# Amateur Mo



## Jansenhuant09 (May 25, 2011)

Hi everyone!

I'm from central California and after seeing all the amazing things you have done on here I can easily admit to be an amateur haunter. About 2 years ago my friends and I decided to add a haunted walk through with our Halloween party and I was fishing for ideas when I found you. Thank goodness for that since you all have the most amazing ideas! I look forward to asking you all tons of questions and making my haunts better. 

~Mo


----------



## charlie1s (Sep 19, 2010)

Glad to see another central Califonia haunter here. I'm from the Fresno area....Welcome aboard.


----------



## Spooky1 (Aug 25, 2008)

Welcome to the forum, Mo!


----------



## hedg12 (Jul 6, 2008)

Welcome!


----------



## Hauntiholik (May 17, 2006)

Welcome to the forum!


----------



## CreeepyCathy (Mar 28, 2009)

hey & welcome!


----------



## The Halloween Lady (Aug 18, 2010)




----------



## Johnny Thunder (Feb 24, 2006)

Welcome.


----------



## Frighteners Entertainment (Jan 24, 2006)

cool beans and welcome


----------



## Evil Queen (Mar 8, 2008)

Fellow Californian.


----------



## Stinky Pete (May 2, 2011)

Welcome!

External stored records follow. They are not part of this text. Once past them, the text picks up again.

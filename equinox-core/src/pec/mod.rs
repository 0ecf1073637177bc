//! Periodic error correction
//!
//! The correction table lives in a [`PecBuffer`] shared between the
//! motion loop, which records and plays it, and the control context,
//! which saves and restores it. The [`PecEngine`] runs inside the motion
//! loop.

pub mod buffer;
pub mod engine;

pub use buffer::PecBuffer;
pub use engine::PecEngine;
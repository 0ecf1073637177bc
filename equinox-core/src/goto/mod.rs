//! Goto, park and meridian-flip coordination

pub mod coordinator;
pub mod kinematics;

pub use coordinator::{
    GotoContext, GotoCoordinator, GotoTarget, SlewLeg, SlewPlan, SlewProgress, SlewPurpose,
};
pub use kinematics::MountKind;
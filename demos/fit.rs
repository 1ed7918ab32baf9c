//! Fit a diagonal-covariance GMM to a simple 2D dataset.

use gmix::{Clustering, GaussianMixture};

fn main() {
    // Three well-separated blobs in 2D, interleaved so first-k seeding
    // starts one mean per blob.
    let data: Vec<Vec<f32>> = vec![
        vec![0.0, 0.0],
        vec![5.0, 5.0],
        vec![10.0, 0.0],
        vec![0.1, 0.2],
        vec![5.1, 4.9],
        vec![10.1, 0.1],
        vec![0.2, 0.1],
        vec![4.9, 5.1],
        vec![9.9, -0.1],
        vec![-0.1, 0.1],
        vec![5.2, 5.2],
        vec![10.2, 0.2],
    ];

    let estimator = GaussianMixture::new(3).with_min_samples(2);
    let fit = estimator.fit(&data).unwrap();

    println!("=== Fit report ===");
    println!(
        "  k-means: {} iterations, delta {:.6}, {:?}, {} repairs",
        fit.report.kmeans.iterations,
        fit.report.kmeans.delta,
        fit.report.kmeans.convergence,
        fit.report.repairs
    );
    println!(
        "  EM:      {} iterations, delta {:.6}, {:?}",
        fit.report.em.iterations, fit.report.em.delta, fit.report.em.convergence
    );

    println!("\n=== Components ===");
    for (i, c) in fit.model.components().iter().enumerate() {
        println!(
            "  component {}: weight {:.3}, mean ({:.2}, {:.2}), variance ({:.4}, {:.4})",
            i, c.weight, c.mean[0], c.mean[1], c.variance[0], c.variance[1]
        );
    }

    println!("\n=== Hard assignments ===");
    let labels = estimator.fit_predict(&data).unwrap();
    for (i, label) in labels.iter().enumerate() {
        println!(
            "  point {:2} ({:5.1}, {:5.1}) => component {}",
            i, data[i][0], data[i][1], label
        );
    }

    println!("\n=== Soft assignment of a novel point ===");
    let x = vec![0.5, 0.5];
    let resp = fit.model.responsibilities(&x).unwrap();
    for (i, r) in resp.iter().enumerate() {
        println!("  p(component {} | ({:.1}, {:.1})) = {:.3}", i, x[0], x[1], r);
    }
}
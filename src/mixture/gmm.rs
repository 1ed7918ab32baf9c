//! The fit pipeline: k-means initialization followed by EM refinement.

use tracing::debug;

use super::dataset::FeatureSet;
use super::model::DiagGmm;
use super::traits::{Clustering, SoftClustering};
use super::{em, kmeans};
use crate::error::{Error, Result};

/// Mean-seeding policy for the k-means phase.
#[derive(Clone, Debug, Default, PartialEq, Eq)]
pub enum Init {
    /// Mixture `i` starts at sample `i`'s feature vector.
    #[default]
    FirstK,
    /// Mixtures start at distinct samples drawn uniformly at random; a fixed
    /// seed makes the draw (and hence the whole fit) reproducible.
    Random {
        /// Optional RNG seed.
        seed: Option<u64>,
    },
}

/// Tuning parameters for both fitting phases.
#[derive(Clone, Debug)]
pub struct GmmParams {
    /// Minimum member count below which a k-means cell is repaired.
    pub min_samples: usize,
    /// Weight floor applied after the k-means phase.
    pub min_weight: f32,
    /// Iteration cap for the k-means loop.
    pub max_iter: usize,
    /// K-means stops once the summed squared mean movement falls below this.
    pub threshold: f32,
    /// Offset added to every dimension of a repaired cell's replanted mean.
    pub perturb: f32,
    /// EM stops once the summed absolute parameter movement falls below this.
    pub em_threshold: f32,
    /// Iteration cap for the EM loop.
    pub em_max_iter: usize,
    /// Mean-seeding policy.
    pub init: Init,
}

impl Default for GmmParams {
    fn default() -> Self {
        Self {
            min_samples: 2,
            min_weight: 0.02,
            max_iter: 1000,
            threshold: 1e-4,
            perturb: 1e-3,
            em_threshold: 1e-4,
            em_max_iter: 1000,
            init: Init::FirstK,
        }
    }
}

/// How an iterative phase stopped.
#[derive(Clone, Copy, Debug, PartialEq, Eq)]
pub enum Convergence {
    /// The phase's change measure fell below its threshold.
    Converged,
    /// The iteration cap elapsed first. For k-means this is an ordinary way
    /// to stop; for EM it means the refinement did not converge and the
    /// returned parameters are the estimate at the cap.
    IterationLimit,
}

/// Iteration statistics for one phase.
#[derive(Clone, Copy, Debug)]
pub struct PhaseReport {
    /// Number of completed iterations.
    pub iterations: usize,
    /// The change measure after the last completed iteration.
    pub delta: f32,
    /// How the phase stopped.
    pub convergence: Convergence,
}

/// Diagnostics for a whole fit.
#[derive(Clone, Copy, Debug)]
pub struct FitReport {
    /// K-means phase statistics.
    pub kmeans: PhaseReport,
    /// EM phase statistics.
    pub em: PhaseReport,
    /// Number of bad-cell repairs performed during k-means.
    pub repairs: usize,
}

/// A fitted model together with its fit diagnostics.
#[derive(Clone, Debug)]
pub struct GmmFit {
    /// The fitted mixture model.
    pub model: DiagGmm,
    /// Iteration and repair statistics.
    pub report: FitReport,
}

/// Diagonal-covariance Gaussian mixture estimator.
///
/// Configure with the builder methods, then call [`fit`](Self::fit).
///
/// ```rust
/// use gmix::GaussianMixture;
///
/// let data = vec![
///     vec![0.0_f32, 0.0],
///     vec![0.1, 0.1],
///     vec![0.2, 0.0],
///     vec![6.0, 6.0],
///     vec![6.1, 6.1],
///     vec![5.9, 6.2],
/// ];
/// let fit = GaussianMixture::new(2).fit(&data).unwrap();
/// assert_eq!(fit.model.n_components(), 2);
/// ```
#[derive(Clone, Debug)]
pub struct GaussianMixture {
    n_components: usize,
    params: GmmParams,
}

impl GaussianMixture {
    /// Create an estimator with `n_components` mixtures and default
    /// parameters.
    pub fn new(n_components: usize) -> Self {
        Self {
            n_components,
            params: GmmParams::default(),
        }
    }

    /// Replace the whole parameter set.
    pub fn with_params(mut self, params: GmmParams) -> Self {
        self.params = params;
        self
    }

    /// Set the minimum member count below which a k-means cell is repaired.
    pub fn with_min_samples(mut self, min_samples: usize) -> Self {
        self.params.min_samples = min_samples;
        self
    }

    /// Set the post-k-means weight floor.
    pub fn with_min_weight(mut self, min_weight: f32) -> Self {
        self.params.min_weight = min_weight;
        self
    }

    /// Set the k-means iteration cap.
    pub fn with_max_iter(mut self, max_iter: usize) -> Self {
        self.params.max_iter = max_iter;
        self
    }

    /// Set the k-means convergence threshold.
    pub fn with_threshold(mut self, threshold: f32) -> Self {
        self.params.threshold = threshold;
        self
    }

    /// Set the perturbation added when replanting a repaired cell's mean.
    pub fn with_perturb(mut self, perturb: f32) -> Self {
        self.params.perturb = perturb;
        self
    }

    /// Set the EM convergence threshold.
    pub fn with_em_threshold(mut self, em_threshold: f32) -> Self {
        self.params.em_threshold = em_threshold;
        self
    }

    /// Set the EM iteration cap.
    pub fn with_em_max_iter(mut self, em_max_iter: usize) -> Self {
        self.params.em_max_iter = em_max_iter;
        self
    }

    /// Set the mean-seeding policy.
    pub fn with_init(mut self, init: Init) -> Self {
        self.params.init = init;
        self
    }

    /// Current parameters.
    pub fn params(&self) -> &GmmParams {
        &self.params
    }

    /// Fit the mixture to `data`.
    ///
    /// Runs k-means initialization, then EM refinement, and returns the
    /// final model with per-phase diagnostics. All validation failures and
    /// in-fit degeneracies abort with an error; iteration caps do not (see
    /// [`Convergence`]).
    pub fn fit(&self, data: &[Vec<f32>]) -> Result<GmmFit> {
        let features = FeatureSet::new(data)?;
        self.validate(&features)?;
        debug!(
            n_samples = features.len(),
            dim = features.dim(),
            n_components = self.n_components,
            "fitting gaussian mixture"
        );

        let initialized = kmeans::initialize(&features, self.n_components, &self.params)?;
        let (model, em_report) = em::refine(&features, initialized.model, &self.params)?;

        Ok(GmmFit {
            model,
            report: FitReport {
                kmeans: initialized.report,
                em: em_report,
                repairs: initialized.repairs,
            },
        })
    }

    fn validate(&self, features: &FeatureSet<'_>) -> Result<()> {
        if self.n_components == 0 {
            return Err(Error::InvalidParameter {
                name: "n_components",
                message: "must be at least 1",
            });
        }
        if features.len() < self.n_components {
            return Err(Error::InvalidClusterCount {
                requested: self.n_components,
                n_samples: features.len(),
            });
        }
        if self.params.max_iter == 0 {
            return Err(Error::InvalidParameter {
                name: "max_iter",
                message: "must be at least 1",
            });
        }
        if self.params.em_max_iter == 0 {
            return Err(Error::InvalidParameter {
                name: "em_max_iter",
                message: "must be at least 1",
            });
        }
        if self.params.min_weight < 0.0 || !self.params.min_weight.is_finite() {
            return Err(Error::InvalidParameter {
                name: "min_weight",
                message: "must be finite and non-negative",
            });
        }
        if self.params.min_weight * self.n_components as f32 > 1.0 {
            return Err(Error::InvalidParameter {
                name: "min_weight",
                message: "must not exceed 1 / n_components, or weights cannot sum to 1",
            });
        }
        Ok(())
    }
}

impl Clustering for GaussianMixture {
    fn fit_predict(&self, data: &[Vec<f32>]) -> Result<Vec<usize>> {
        let fit = self.fit(data)?;
        data.iter().map(|x| fit.model.predict(x)).collect()
    }

    fn n_clusters(&self) -> usize {
        self.n_components
    }
}

impl SoftClustering for GaussianMixture {
    fn fit_predict_proba(&self, data: &[Vec<f32>]) -> Result<Vec<Vec<f32>>> {
        let fit = self.fit(data)?;
        data.iter().map(|x| fit.model.responsibilities(x)).collect()
    }
}

#[cfg(test)]
mod tests {
    use super::*;

    // Blobs interleaved so first-k seeding starts one mean per blob;
    // sample `i` belongs to blob `i % 3`.
    fn three_blobs() -> Vec<Vec<f32>> {
        vec![
            vec![0.0_f32, 0.0],
            vec![8.0, 8.0],
            vec![16.0, 0.0],
            vec![0.2, 0.1],
            vec![8.2, 8.1],
            vec![16.2, 0.1],
            vec![0.1, 0.2],
            vec![7.9, 8.2],
            vec![15.9, -0.1],
            vec![-0.1, 0.1],
            vec![8.1, 7.9],
            vec![16.1, 0.2],
        ]
    }

    #[test]
    fn fit_recovers_three_blobs() {
        let fit = GaussianMixture::new(3).fit(&three_blobs()).unwrap();

        assert_eq!(fit.report.kmeans.convergence, Convergence::Converged);
        assert_eq!(fit.report.em.convergence, Convergence::Converged);

        let weights: f32 = fit.model.components().iter().map(|c| c.weight).sum();
        assert!((weights - 1.0).abs() < 1e-5);

        // One component per blob, each holding a third of the mass.
        for c in fit.model.components() {
            assert!((c.weight - 1.0 / 3.0).abs() < 0.05);
            for &v in &c.variance {
                assert!(v > 0.0);
            }
        }
    }

    #[test]
    fn fit_predict_separates_blobs() {
        let data = three_blobs();
        let model = GaussianMixture::new(3);
        let labels = model.fit_predict(&data).unwrap();

        assert_eq!(labels.len(), data.len());
        assert!(labels.iter().all(|&l| l < 3));
        for (i, &label) in labels.iter().enumerate() {
            assert_eq!(label, labels[i % 3], "each blob must map to one component");
        }
        assert_ne!(labels[0], labels[1]);
        assert_ne!(labels[1], labels[2]);
        assert_ne!(labels[0], labels[2]);
    }

    #[test]
    fn fit_predict_proba_rows_normalize() {
        let data = three_blobs();
        let rows = GaussianMixture::new(3).fit_predict_proba(&data).unwrap();

        assert_eq!(rows.len(), data.len());
        for row in &rows {
            assert_eq!(row.len(), 3);
            assert!((row.iter().sum::<f32>() - 1.0).abs() < 1e-5);
        }
    }

    #[test]
    fn n_clusters_reports_configuration() {
        assert_eq!(GaussianMixture::new(5).n_clusters(), 5);
    }

    #[test]
    fn rejects_empty_input() {
        let data: Vec<Vec<f32>> = vec![];
        assert!(matches!(
            GaussianMixture::new(2).fit(&data),
            Err(Error::EmptyInput)
        ));
    }

    #[test]
    fn rejects_zero_components() {
        let data = vec![vec![0.0_f32, 0.0]];
        assert!(matches!(
            GaussianMixture::new(0).fit(&data),
            Err(Error::InvalidParameter {
                name: "n_components",
                ..
            })
        ));
    }

    #[test]
    fn rejects_more_components_than_samples() {
        let data = vec![vec![0.0_f32, 0.0], vec![1.0, 1.0]];
        assert!(matches!(
            GaussianMixture::new(3).fit(&data),
            Err(Error::InvalidClusterCount {
                requested: 3,
                n_samples: 2
            })
        ));
    }

    #[test]
    fn rejects_unsatisfiable_weight_floor() {
        let data = three_blobs();
        let result = GaussianMixture::new(3).with_min_weight(0.5).fit(&data);
        assert!(matches!(
            result,
            Err(Error::InvalidParameter {
                name: "min_weight",
                ..
            })
        ));
    }

    #[test]
    fn rejects_zero_iteration_caps() {
        let data = three_blobs();
        assert!(GaussianMixture::new(3).with_max_iter(0).fit(&data).is_err());
        assert!(GaussianMixture::new(3)
            .with_em_max_iter(0)
            .fit(&data)
            .is_err());
    }

    #[test]
    fn seeded_random_init_is_deterministic() {
        let data = three_blobs();
        let estimator = GaussianMixture::new(3).with_init(Init::Random { seed: Some(11) });

        let a = estimator.fit(&data).unwrap();
        let b = estimator.fit(&data).unwrap();
        for (ca, cb) in a.model.components().iter().zip(b.model.components()) {
            assert_eq!(ca.mean, cb.mean);
            assert_eq!(ca.variance, cb.variance);
            assert_eq!(ca.weight, cb.weight);
        }
    }
}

I spent some time on the central coast some time ago.


----------



## SPOOKY J (Nov 20, 2009)

Hello and Welcome!


----------



## trishaanne (Aug 20, 2005)

Hi and welcome aboard.


----------



## Lunatic (Oct 3, 2006)

Welcome to the forum Mo! Nice to have you.


----------



## Dark Angel 27 (Sep 11, 2008)

greetings! welcome to the mad house!


----------



## Dixie (Feb 18, 2009)

Welcome Mo, we are really glad to have you here!


----------



## spideranne (Jul 17, 2006)

Welcome!


----------



## langolier (May 21, 2011)




----------



## Rahnefan (May 1, 2009)

Welcome!


----------



## Jansenhuant09 (May 25, 2011)

Anyone else like how I totally misspelled haunted... I rule?


----------



## BioHazardCustoms (Aug 5, 2009)

Welcome!


----------



## Goblin (Jun 3, 2009)




----------



## scareme (Aug 29, 2006)

Hi and welcome to the forum. We have lots of ideas to share.


----------